M. Morovat, Engelhardt, M., Helwig, T., and Taleff, E., “Investigation of Time-Dependent Buckling of Steel Columns Exposed to Fire Temperatures,” 2012, pp. 2095–2106. Publisher's VersionAbstract
One of the critical factors affecting the strength of steel columns at elevated temperatures is the influence of material creep. Under fire conditions, steel columns can exhibit creep buckling, a phenomenon in which the critical buckling load for a column depends not only on slenderness and temperature, but also on the duration of applied load. The phenomenon of time-dependent buckling can have a significant impact on the safety of steel columns subjected to fire. This phenomenon has received relatively little research attention, and is not currently explicitly considered in code-based design formulas for columns at elevated temperatures, such as those in the Eurocode 3 or those in the AISC Specification. This paper presents some results of on-going research, which aims at developing analytical, computational and experimental predictions of the phenomenon of creep buckling in steel columns subjected to fire. Analytical solutions using the concept of time-dependent tangent modulus are developed to model time-dependent buckling behavior of steel columns at elevated temperatures. Results from computational creep buckling studies using Abaqus are also presented, and compared with analytical predictions. Material creep data on ASTM A992 steel is also presented in the paper and compared to existing creep models for structural steel at high temperatures. Both analytical and computational methods utilize material creep models for structural steel developed by Harmathy, by Fields and Fields, and by the authors. Predictions from this study are also compared against those from Eurocode 3 and the AISC Specification. Results of this work show that neglecting creep effects can lead to erroneous and potentially unsafe predictions of the strength of steel columns subjected to fire.

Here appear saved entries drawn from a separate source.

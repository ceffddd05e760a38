//! Route bundle lock tests: every built-in scenario verifies, and each
//! binding in `waypoints.json` fails closed when its target is altered.

use gridwalk_harness::bundle::{
    verify_bundle, BundleVerifyError, RouteBundle, ROUTE_RENDER_ARTIFACT, SCENARIO_ARTIFACT,
    SEARCH_REPORT_ARTIFACT, WAYPOINTS_ARTIFACT,
};
use gridwalk_harness::runner::{execute, run_scenario};
use gridwalk_harness::scenarios;
use gridwalk_kernel::proof::hash::{canonical_hash, HashDomain};
use lock_tests::bundle_test_helpers::{
    rebuild_with_modified_json, rebuild_with_waypoints, rebuild_without_artifact,
};

fn json(bundle: &RouteBundle, name: &str) -> serde_json::Value {
    serde_json::from_slice(&bundle.artifact(name).unwrap().content).unwrap()
}

// ---------------------------------------------------------------------------
// Positive
// ---------------------------------------------------------------------------

#[test]
fn every_builtin_bundle_verifies() {
    for scenario in scenarios::builtin() {
        let bundle = run_scenario(&scenario).unwrap();
        verify_bundle(&bundle).unwrap_or_else(|e| panic!("{}: {e}", scenario.id));
        for name in [
            SCENARIO_ARTIFACT,
            SEARCH_REPORT_ARTIFACT,
            WAYPOINTS_ARTIFACT,
            ROUTE_RENDER_ARTIFACT,
        ] {
            assert!(bundle.artifact(name).is_some(), "{}: missing {name}", scenario.id);
        }
    }
}

#[test]
fn waypoints_artifact_mirrors_run() {
    for scenario in scenarios::builtin() {
        let run = execute(&scenario).unwrap();
        let waypoints = json(&run.bundle, WAYPOINTS_ARTIFACT);

        let declared = waypoints["compressed"].as_array().unwrap();
        assert_eq!(declared.len(), run.compressed.len(), "{}", scenario.id);
        for (value, node) in declared.iter().zip(&run.compressed) {
            assert_eq!(value["x"], node.x);
            assert_eq!(value["y"], node.y);
        }
        assert_eq!(
            waypoints["termination_reason"],
            run.report.termination.as_str()
        );

        // Collinear points add no length.
        let full = waypoints["path_length_milli"].as_i64().unwrap();
        let short = waypoints["compressed_length_milli"].as_i64().unwrap();
        assert!((full - short).abs() <= 1, "{}: {full} vs {short}", scenario.id);
    }
}

#[test]
fn unreachable_bundle_carries_empty_waypoints() {
    let bundle = run_scenario(&scenarios::sealed_room()).unwrap();
    let waypoints = json(&bundle, WAYPOINTS_ARTIFACT);
    assert_eq!(waypoints["compressed"], serde_json::json!([]));
    assert_eq!(waypoints["termination_reason"], "frontier_exhausted");
    assert_eq!(waypoints["path_length_milli"], 0);
}

#[test]
fn route_render_is_observational() {
    let bundle = run_scenario(&scenarios::wall_detour()).unwrap();
    let render = bundle.artifact(ROUTE_RENDER_ARTIFACT).unwrap();
    assert!(!render.normative);
    let text = String::from_utf8(render.content.clone()).unwrap();
    assert!(text.contains('S') && text.contains('D') && text.contains('*'));

    let without = rebuild_without_artifact(&bundle, ROUTE_RENDER_ARTIFACT);
    assert_eq!(without.digest, bundle.digest);
    verify_bundle(&without).unwrap();
}

// ---------------------------------------------------------------------------
// Negative
// ---------------------------------------------------------------------------

#[test]
fn raw_content_tamper_is_hash_mismatch() {
    let mut bundle = run_scenario(&scenarios::wall_detour()).unwrap();
    let report = bundle.artifacts.get_mut(SEARCH_REPORT_ARTIFACT).unwrap();
    report.content.push(b' ');
    assert!(matches!(
        verify_bundle(&bundle),
        Err(BundleVerifyError::ContentHashMismatch { artifact, .. }) if artifact == SEARCH_REPORT_ARTIFACT
    ));
}

#[test]
fn edited_scenario_breaks_scenario_binding() {
    let bundle = run_scenario(&scenarios::wall_detour()).unwrap();
    let edited = rebuild_with_modified_json(&bundle, SCENARIO_ARTIFACT, |json| {
        json["id"] = serde_json::json!("somewhere_else");
    });
    assert!(matches!(
        verify_bundle(&edited),
        Err(BundleVerifyError::BindingMismatch { field, .. }) if field == "scenario_digest"
    ));
}

#[test]
fn edited_report_breaks_report_binding() {
    let bundle = run_scenario(&scenarios::wall_detour()).unwrap();
    let edited = rebuild_with_modified_json(&bundle, SEARCH_REPORT_ARTIFACT, |json| {
        json["stats"]["expansions"] = serde_json::json!(1);
    });
    assert!(matches!(
        verify_bundle(&edited),
        Err(BundleVerifyError::BindingMismatch { field, .. }) if field == "report_digest"
    ));
}

#[test]
fn rebound_report_with_other_endpoint_is_scenario_mismatch() {
    let bundle = run_scenario(&scenarios::wall_detour()).unwrap();
    let edited = rebuild_with_modified_json(&bundle, SEARCH_REPORT_ARTIFACT, |json| {
        json["destination"] = serde_json::json!([0, 9]);
    });
    let report_digest = canonical_hash(
        HashDomain::SearchReport,
        &edited.artifact(SEARCH_REPORT_ARTIFACT).unwrap().content,
    );
    let rebound = rebuild_with_modified_json(&edited, WAYPOINTS_ARTIFACT, |json| {
        json["report_digest"] = serde_json::json!(report_digest.as_str());
    });
    assert!(matches!(
        verify_bundle(&rebound),
        Err(BundleVerifyError::ScenarioReportMismatch { field }) if field == "destination"
    ));
}

#[test]
fn stale_waypoints_digest_is_binding_mismatch() {
    let bundle = run_scenario(&scenarios::wall_detour()).unwrap();
    let edited = rebuild_with_modified_json(&bundle, WAYPOINTS_ARTIFACT, |json| {
        json["compressed"] = serde_json::json!([]);
    });
    assert!(matches!(
        verify_bundle(&edited),
        Err(BundleVerifyError::BindingMismatch { field, .. }) if field == "waypoints_digest"
    ));
}

#[test]
fn uncompressed_waypoints_are_rejected() {
    let bundle = run_scenario(&scenarios::wall_detour()).unwrap();
    let full_path = json(&bundle, SEARCH_REPORT_ARTIFACT)["path"].clone();
    assert!(full_path.as_array().unwrap().len() > 2);

    let edited = rebuild_with_waypoints(&bundle, full_path);
    assert!(matches!(
        verify_bundle(&edited),
        Err(BundleVerifyError::WaypointsMismatch)
    ));
}

#[test]
fn dropped_interior_waypoint_is_rejected() {
    let bundle = run_scenario(&scenarios::wall_detour()).unwrap();
    let mut compressed = json(&bundle, WAYPOINTS_ARTIFACT)["compressed"].clone();
    let list = compressed.as_array_mut().unwrap();
    assert!(list.len() > 2);
    list.remove(1);

    let edited = rebuild_with_waypoints(&bundle, compressed);
    assert!(matches!(
        verify_bundle(&edited),
        Err(BundleVerifyError::WaypointsMismatch)
    ));
}

#[test]
fn waypoints_that_are_not_a_list_are_malformed() {
    let bundle = run_scenario(&scenarios::open_field(4)).unwrap();
    let edited = rebuild_with_waypoints(&bundle, serde_json::json!({"x": 0}));
    assert!(matches!(
        verify_bundle(&edited),
        Err(BundleVerifyError::ArtifactMalformed { artifact, .. }) if artifact == WAYPOINTS_ARTIFACT
    ));
}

T. McNelley, Oh-ishi, K., Swaminathan, S., Bradley, J., Krajewski, P. E., and Taleff, E. M., “Characteristics of the GBS-SDC Transition during Bi-axial Forming of AA5083,” Materials Science Forum, vol. 735, pp. 43–48, 2012. Publisher's VersionAbstract
Thermomechanical processing to enable superplasticity in AA5083 materials includes cold working followed by heating prior to hot blow forming. Upon heating for forming at 450°C, a B-type ({110}) rolling texture is replaced by a near-random texture with a weak superimposed cube orientation parallel to the sheet normal. The presence of refined grains 7 – 8μm in size reflects the predominance of particle-stimulated nucleation of recrystallization prior to forming. The subsequent evolution of microstructure, texture and cavitation behaviour during biaxial deformation in the solute drag creep (SDC) and grain boundary sliding (GBS) regimes will be presented.